Specman Elite

Successful verification of today’s multimillion-gate designs requires optimal speed and efficiency. But verification teams often struggle to squeeze in enough cycles to ensure that functional bugs won’t surface in silicon. The Specman Elite testbench is a comprehensive environment that accelerates and simplifies all aspects of verification automatic generation, data and assertion checking, and functional coverage analysis, in addition to supporting the UVM. Verification teams can extend the functionality of Specman Elite with the Specman ESL testbench, which provides a high-throughput channel between the testbench and the device under test (DUT), and enables plan-to-closure verification automation of embedded software exactly as if it were another part of the DUT. 
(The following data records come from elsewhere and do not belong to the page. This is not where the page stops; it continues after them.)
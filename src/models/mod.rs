//! Data models for taweret.
//!
//! Backup records and tallies live in [`backup`], deletion requests in
//! [`deletion`], and the `ActionSet` wire shapes in [`actionset`].

pub mod actionset;
mod backup;
mod deletion;

pub use actionset::{ActionSet, ActionSetList};
pub use backup::{BackupCounts, BackupRecord, BackupStatus, ClassifiedSet, StatusBucket};
pub use deletion::{DEFAULT_DELETION_PREFIX, DeletionRequest, DeletionState, request_name};
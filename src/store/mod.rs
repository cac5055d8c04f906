//! Collaborators the retention engine talks to.
//!
//! The engine never touches the cluster directly. It lists backups through a
//! [`RecordLister`], drives deletions through a [`DeletionClient`], reads
//! policies from a [`ConfigProvider`] and writes gauges to a [`MetricsSink`].
//!
//! Two implementations ship with the crate:
//!
//! | Store | Use |
//! |-------|-----|
//! | [`kubernetes::KubeClient`] | Talks to the Kubernetes API server over HTTPS |
//! | [`memory::InMemoryStore`] | Scriptable in-process store for tests and dry runs |

pub mod kubernetes;
pub mod memory;

pub use kubernetes::KubeClient;
pub use memory::InMemoryStore;

use crate::Result;
use crate::config::RetentionConfig;
use crate::models::{BackupRecord, DeletionRequest, DeletionState};
use crate::retention::report::GaugeValue;

/// Enumerates backup records in a namespace.
pub trait RecordLister: Send + Sync {
    /// Returns every backup record in `namespace`, across all schedules.
    ///
    /// Resources that are not backups are left out.
    ///
    /// # Errors
    ///
    /// Returns an error if the listing cannot be fetched or decoded.
    fn list(&self, namespace: &str) -> Result<Vec<BackupRecord>>;
}

/// Submits and observes deletion requests.
pub trait DeletionClient: Send + Sync {
    /// Returns `true` if a resource named `name` exists in `namespace`.
    ///
    /// # Errors
    ///
    /// Returns an error if the store cannot be reached. A missing resource is
    /// not an error.
    fn exists(&self, namespace: &str, name: &str) -> Result<bool>;

    /// Submits a deletion request and returns the name it was created under.
    ///
    /// # Errors
    ///
    /// Returns an error if the request is rejected.
    fn create(&self, request: &DeletionRequest) -> Result<String>;

    /// Fetches the current state of a deletion request.
    ///
    /// # Errors
    ///
    /// Returns an error if the request cannot be read.
    fn get_status(&self, namespace: &str, name: &str) -> Result<DeletionState>;

    /// Removes the resource `name` from `namespace`.
    ///
    /// # Errors
    ///
    /// Returns [`crate::Error::NotFound`] if the resource is already gone, or
    /// another error if the removal fails.
    fn delete_resource(&self, namespace: &str, name: &str) -> Result<()>;
}

/// Supplies the retention policies to enforce.
pub trait ConfigProvider: Send + Sync {
    /// Returns every configured retention policy.
    ///
    /// # Errors
    ///
    /// Returns an error if any policy cannot be loaded or names collide.
    fn retention_configs(&self) -> Result<Vec<RetentionConfig>>;
}

/// Receives gauge updates.
pub trait MetricsSink: Send + Sync {
    /// Overwrites the gauge identified by name and labels.
    fn set_gauge(&self, gauge: &GaugeValue);
}
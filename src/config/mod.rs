//! Configuration management.
//!
//! Process settings come from a TOML file with `TAWERET_*` environment
//! overrides. Per-schedule retention policies live in the cluster and are
//! parsed by [`retention`].

mod retention;

pub use retention::{MaxAge, RetentionConfig, ensure_unique_names};

use crate::{Error, Result};
use serde::Deserialize;
use std::path::{Path, PathBuf};
use std::time::Duration;

/// Environment variable naming the config file.
pub const CONFIG_PATH_ENV: &str = "TAWERET_CONFIG_PATH";

/// Default evaluation interval, matching a `*/10 * * * *` schedule.
pub const DEFAULT_EVALUATION_INTERVAL_SECS: u64 = 600;

/// Default namespace searched for retention configmaps.
pub const DEFAULT_CONFIG_NAMESPACE: &str = "kanister";

/// Default configmap key holding a retention document.
pub const DEFAULT_CONFIG_KEY: &str = "backup-config.yaml";

/// Main configuration for taweret.
#[derive(Debug, Clone)]
pub struct TaweretConfig {
    /// Seconds between evaluation cycles.
    pub evaluation_interval_secs: u64,
    /// Namespace holding retention configmaps.
    pub config_namespace: String,
    /// Configmap key holding a retention document.
    pub config_key: String,
    /// Cluster API connection settings.
    pub cluster: ClusterConfig,
    /// Deletion protocol settings.
    pub deletion: DeletionConfig,
    /// Metrics exporter settings.
    pub metrics: MetricsSettings,
    /// Logging settings.
    pub logging: LoggingSettings,
}

/// Cluster API connection settings.
#[derive(Debug, Clone)]
pub struct ClusterConfig {
    /// API server base URL. Defaults to the in-cluster service address.
    pub api_server: Option<String>,
    /// Service-account token file.
    pub token_path: PathBuf,
    /// Cluster CA certificate.
    pub ca_cert_path: PathBuf,
    /// Request timeout in milliseconds (0 disables).
    pub timeout_ms: u64,
}

impl Default for ClusterConfig {
    fn default() -> Self {
        Self {
            api_server: None,
            token_path: PathBuf::from("/var/run/secrets/kubernetes.io/serviceaccount/token"),
            ca_cert_path: PathBuf::from("/var/run/secrets/kubernetes.io/serviceaccount/ca.crt"),
            timeout_ms: 30_000,
        }
    }
}

/// Deletion protocol settings.
#[derive(Debug, Clone)]
pub struct DeletionConfig {
    /// Prefix of deletion request names.
    pub name_prefix: String,
    /// First delay between status polls.
    pub initial_poll_ms: u64,
    /// Upper bound on a single poll delay.
    pub max_poll_ms: u64,
    /// Growth factor between consecutive delays.
    pub backoff_multiplier: u32,
    /// Total time to wait for a request before giving up.
    pub max_wait_secs: u64,
}

impl Default for DeletionConfig {
    fn default() -> Self {
        Self {
            name_prefix: crate::models::DEFAULT_DELETION_PREFIX.to_string(),
            initial_poll_ms: 5_000,
            max_poll_ms: 60_000,
            backoff_multiplier: 2,
            max_wait_secs: 3_600,
        }
    }
}

impl DeletionConfig {
    /// Converts to the poll settings used by the deletion protocol.
    #[must_use]
    pub fn poll_config(&self) -> crate::retention::PollConfig {
        crate::retention::PollConfig {
            initial_delay: Duration::from_millis(self.initial_poll_ms),
            max_delay: Duration::from_millis(self.max_poll_ms.max(self.initial_poll_ms)),
            multiplier: self.backoff_multiplier.max(1),
            max_wait: Duration::from_secs(self.max_wait_secs),
        }
    }
}

/// Metrics exporter settings.
#[derive(Debug, Clone, Copy, PartialEq, Eq)]
pub struct MetricsSettings {
    /// Whether to install the Prometheus exporter.
    pub enabled: bool,
    /// Port of the `/metrics` listener.
    pub port: u16,
}

impl Default for MetricsSettings {
    fn default() -> Self {
        Self {
            enabled: true,
            port: 2112,
        }
    }
}

/// Logging settings.
#[derive(Debug, Clone, Default)]
pub struct LoggingSettings {
    /// `pretty` or `json`.
    pub format: Option<String>,
    /// `EnvFilter` directive, e.g. `taweret=debug`.
    pub filter: Option<String>,
    /// Optional log file.
    pub file: Option<PathBuf>,
}

/// Configuration file structure (for TOML parsing).
#[derive(Debug, Deserialize, Default)]
#[serde(deny_unknown_fields)]
pub struct ConfigFile {
    /// Evaluation interval in seconds.
    pub evaluation_interval_secs: Option<u64>,
    /// Namespace holding retention configmaps.
    pub config_namespace: Option<String>,
    /// Configmap key holding a retention document.
    pub config_key: Option<String>,
    /// Cluster section.
    pub cluster: Option<ConfigFileCluster>,
    /// Deletion section.
    pub deletion: Option<ConfigFileDeletion>,
    /// Metrics section.
    pub metrics: Option<ConfigFileMetrics>,
    /// Logging section.
    pub logging: Option<ConfigFileLogging>,
}

/// Cluster section in config file.
#[derive(Debug, Deserialize, Default)]
pub struct ConfigFileCluster {
    /// API server URL.
    pub api_server: Option<String>,
    /// Token file.
    pub token_path: Option<String>,
    /// CA certificate file.
    pub ca_cert_path: Option<String>,
    /// Request timeout.
    pub timeout_ms: Option<u64>,
}

/// Deletion section in config file.
#[derive(Debug, Deserialize, Default)]
pub struct ConfigFileDeletion {
    /// Request name prefix.
    pub name_prefix: Option<String>,
    /// First poll delay.
    pub initial_poll_ms: Option<u64>,
    /// Maximum poll delay.
    pub max_poll_ms: Option<u64>,
    /// Backoff multiplier.
    pub backoff_multiplier: Option<u32>,
    /// Maximum total wait.
    pub max_wait_secs: Option<u64>,
}

/// Metrics section in config file.
#[derive(Debug, Deserialize, Default)]
pub struct ConfigFileMetrics {
    /// Whether metrics are enabled.
    pub enabled: Option<bool>,
    /// Listener port.
    pub port: Option<u16>,
}

/// Logging section in config file.
#[derive(Debug, Deserialize, Default)]
pub struct ConfigFileLogging {
    /// Log format.
    pub format: Option<String>,
    /// Filter directive.
    pub filter: Option<String>,
    /// Log file path.
    pub file: Option<String>,
}

impl Default for TaweretConfig {
    fn default() -> Self {
        Self {
            evaluation_interval_secs: DEFAULT_EVALUATION_INTERVAL_SECS,
            config_namespace: DEFAULT_CONFIG_NAMESPACE.to_string(),
            config_key: DEFAULT_CONFIG_KEY.to_string(),
            cluster: ClusterConfig::default(),
            deletion: DeletionConfig::default(),
            metrics: MetricsSettings::default(),
            logging: LoggingSettings::default(),
        }
    }
}

impl TaweretConfig {
    /// Creates a new configuration with default values.
    #[must_use]
    pub fn new() -> Self {
        Self::default()
    }

    /// Interval between evaluation cycles.
    #[must_use]
    pub const fn evaluation_interval(&self) -> Duration {
        Duration::from_secs(self.evaluation_interval_secs)
    }

    /// Loads configuration from a file path, then applies env overrides.
    ///
    /// # Errors
    ///
    /// Returns an error if the file cannot be read or parsed.
    pub fn load_from_file(path: &Path) -> Result<Self> {
        let contents = std::fs::read_to_string(path).map_err(|e| Error::OperationFailed {
            operation: "read_config_file".to_string(),
            cause: format!("{}: {e}", path.display()),
        })?;

        Self::parse_toml(&contents).map(Self::with_env_overrides)
    }

    /// Parses TOML config text without env overrides.
    ///
    /// # Errors
    ///
    /// Returns an error if the text is not a valid config file.
    pub fn parse_toml(contents: &str) -> Result<Self> {
        let file: ConfigFile = toml::from_str(contents).map_err(|e| Error::OperationFailed {
            operation: "parse_config_file".to_string(),
            cause: e.to_string(),
        })?;

        Ok(Self::from_config_file(file))
    }

    /// Loads configuration from the default location.
    ///
    /// Checks `TAWERET_CONFIG_PATH`, then the platform config dir
    /// (`~/.config/taweret/config.toml` on Linux), then `/etc/taweret/config.toml`.
    /// Falls back to defaults if none exists.
    ///
    /// # Errors
    ///
    /// Returns an error if a config file exists but cannot be parsed.
    pub fn load_default() -> Result<Self> {
        if let Ok(path) = std::env::var(CONFIG_PATH_ENV) {
            if !path.trim().is_empty() {
                return Self::load_from_file(Path::new(&path));
            }
        }

        let mut candidates = Vec::new();
        if let Some(base_dirs) = directories::BaseDirs::new() {
            candidates.push(base_dirs.config_dir().join("taweret").join("config.toml"));
        }
        candidates.push(PathBuf::from("/etc/taweret/config.toml"));

        for path in candidates {
            if path.exists() {
                return Self::load_from_file(&path);
            }
        }

        Ok(Self::default().with_env_overrides())
    }

    /// Converts a `ConfigFile` to `TaweretConfig`.
    fn from_config_file(file: ConfigFile) -> Self {
        let mut config = Self::default();

        if let Some(v) = file.evaluation_interval_secs {
            config.evaluation_interval_secs = v;
        }
        if let Some(v) = file.config_namespace {
            config.config_namespace = v;
        }
        if let Some(v) = file.config_key {
            config.config_key = v;
        }
        if let Some(cluster) = file.cluster {
            config.cluster.api_server = cluster.api_server.or(config.cluster.api_server);
            if let Some(v) = cluster.token_path {
                config.cluster.token_path = PathBuf::from(v);
            }
            if let Some(v) = cluster.ca_cert_path {
                config.cluster.ca_cert_path = PathBuf::from(v);
            }
            if let Some(v) = cluster.timeout_ms {
                config.cluster.timeout_ms = v;
            }
        }
        if let Some(deletion) = file.deletion {
            if let Some(v) = deletion.name_prefix {
                config.deletion.name_prefix = v;
            }
            if let Some(v) = deletion.initial_poll_ms {
                config.deletion.initial_poll_ms = v;
            }
            if let Some(v) = deletion.max_poll_ms {
                config.deletion.max_poll_ms = v;
            }
            if let Some(v) = deletion.backoff_multiplier {
                config.deletion.backoff_multiplier = v;
            }
            if let Some(v) = deletion.max_wait_secs {
                config.deletion.max_wait_secs = v;
            }
        }
        if let Some(metrics) = file.metrics {
            if let Some(v) = metrics.enabled {
                config.metrics.enabled = v;
            }
            if let Some(v) = metrics.port {
                config.metrics.port = v;
            }
        }
        if let Some(logging) = file.logging {
            config.logging.format = logging.format;
            config.logging.filter = logging.filter;
            config.logging.file = logging.file.map(PathBuf::from);
        }

        config
    }

    /// Applies `TAWERET_*` environment variable overrides.
    #[must_use]
    pub fn with_env_overrides(mut self) -> Self {
        if let Some(v) = parse_env("TAWERET_EVALUATION_INTERVAL_SECS") {
            self.evaluation_interval_secs = v;
        }
        if let Some(v) = string_env("TAWERET_CONFIG_NAMESPACE") {
            self.config_namespace = v;
        }
        if let Some(v) = string_env("TAWERET_CONFIG_KEY") {
            self.config_key = v;
        }
        if let Some(v) = string_env("TAWERET_API_SERVER") {
            self.cluster.api_server = Some(v);
        }
        if let Some(v) = parse_env("TAWERET_DELETION_MAX_WAIT_SECS") {
            self.deletion.max_wait_secs = v;
        }
        if let Some(v) = parse_env("TAWERET_DELETION_INITIAL_POLL_MS") {
            self.deletion.initial_poll_ms = v;
        }
        if let Some(v) = bool_env("TAWERET_METRICS_ENABLED") {
            self.metrics.enabled = v;
        }
        if let Some(v) = parse_env("TAWERET_METRICS_PORT") {
            self.metrics.port = v;
        }
        if let Some(v) = string_env("TAWERET_LOG_FORMAT") {
            self.logging.format = Some(v);
        }
        if let Some(v) = string_env("TAWERET_LOG_FILE") {
            self.logging.file = Some(PathBuf::from(v));
        }
        self
    }

    /// Checks values that would make the process misbehave.
    ///
    /// # Errors
    ///
    /// Returns [`Error::InvalidInput`] describing the first bad value.
    pub fn validate(&self) -> Result<()> {
        if self.evaluation_interval_secs == 0 {
            return Err(Error::InvalidInput(
                "evaluation_interval_secs must be greater than zero".to_string(),
            ));
        }
        if self.config_key.trim().is_empty() {
            return Err(Error::InvalidInput("config_key must not be empty".to_string()));
        }
        if self.deletion.name_prefix.is_empty() {
            return Err(Error::InvalidInput(
                "deletion.name_prefix must not be empty".to_string(),
            ));
        }
        Ok(())
    }
}

fn string_env(key: &str) -> Option<String> {
    std::env::var(key)
        .ok()
        .map(|value| value.trim().to_string())
        .filter(|value| !value.is_empty())
}

fn parse_env<T: std::str::FromStr>(key: &str) -> Option<T> {
    string_env(key).and_then(|value| value.parse().ok())
}

fn bool_env(key: &str) -> Option<bool> {
    string_env(key).map(|value| {
        let value = value.to_lowercase();
        value == "true" || value == "1" || value == "yes"
    })
}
With other elements from the Xcelium platform, including Verification IP (VIP), hardware acceleration and emulation, analog/mixed-signal/RF verification, and formal assertion verification, Specman Elite supports any testbench, HDL, software, or assertion IP. Many engineers already create testbenches in C, VHDL, Verilog, and SystemVerilog, and may have invested time and effort in internal solutions. But, realistically, these tools are rewritten project to project without allowing for significant reuse. Nor do they contain the engines and aspect-oriented programming (AOP) support already built into Specman technology, such as the patented constraint solver that generates stimulus automatically.

With Specman Elite and UVM e, engineers can use the powerful e verification language to capture rules from the specifications and use the information to automate verification. The Specman methodology finds even the subtlest corner case bugs because it eliminates misrepresentations of specifications.

Constraint-driven stimulus generation

Specman Elite provides constraint-driven test generation that automates the process of generating functional verification tests. By specifying constraints, engineers can target the generator quickly and easily to create any test in their functional test plan. They can also generate tests on the fly based on the current design state, making it possible to detect hard-to-reach corner cases.

Data and assertion checking

Powerful temporal constructs allow verification specialists and designers to capture complex protocols for assertion checking. On-the-fly data checking and generation provides context-specific expected values. With Specman Elite, verification engineers can use any combination of gray-, black-, or white-box checking to speed debugging.

Functional coverage analysis

An executable functional test plan measures the progress of verification, and functional analysis automatically identifies holes in the test coverage. Since functional coverage is a meaningful and direct measure of the completeness of verification, functional coverage analysis increases predictability in verification schedules.

Rapid creation of libraries of reusable tests

Specman Elite fully supports UVM Methodology, which describes how to create reusable verification components in any IEEE-standard language and provides guidelines for setting up multi-language interfaces to existing IP for maximum operational flexibility. The process is based on the time-tested e Reuse Methodology (eRM) and System Verification Methodology (SVM).

Testbench static analysis

Static analysis catches testbench bugs and coding surprises early in the verification cycle. It performs more than 200 checks to flag syntactic, semantic, and functional errors. A flow that includes testbench analysis before simulation will check the code for reusability per UVM-compliance rules, testbench performance issues, race conditions, pre-defined coding style rules, generation constraints, and semantic ambiguities. These rules can be expanded to include corporate style guidelines. The result: With the powerful rule-definition GUIs and graphical analysis tools, engineers write working code correctly the first time.

HDL simulator interfaces

Specman Elite integrates with all leading HDL simulators and supports a high-performance, direct kernel interface to all Xcelium simulators. Users can sample and drive internal signals of the DUT.

Transaction-level modeling and SystemC support

Specman Elite provides SystemC interface mechanisms to drive and monitor transaction-level models (TLMs) as well as signal-level models. You can apply Specman verification methodologies to the verification of SystemC architectural models using TLMs and reference models including mixed SystemC/RTL environments, and co-verify SystemC models used for software development. In addition to supporting Xcelium simulators, Specman Elite provides interface adaptors for SystemC simulators including OSCI and CoWare ConvergenSC. With Specman Elite, engineers can create a single verification environment to verify their SystemC model and then reuse it throughout the entire downstream flow, from RTL simulation to acceleration and emulation.

C and Python interface

Specman Elite provides interfaces to C and to Python, including one-call C/Python functions from e, and call e methods from C/Python code. Using the C/Python interface, users can integrate checkers or any other applications implemented in other languages. 

HW/SW co-verification

Specman Elite supports all leading hardware/software co-verification tools. They also integrate seamlessly with Xcelium software extensions in the Specman ESL co-verification environment to enable functional testing of both hardware and software. Early integration and debugging of HW/SW systems eliminates errors and shortens time to market for the combined system.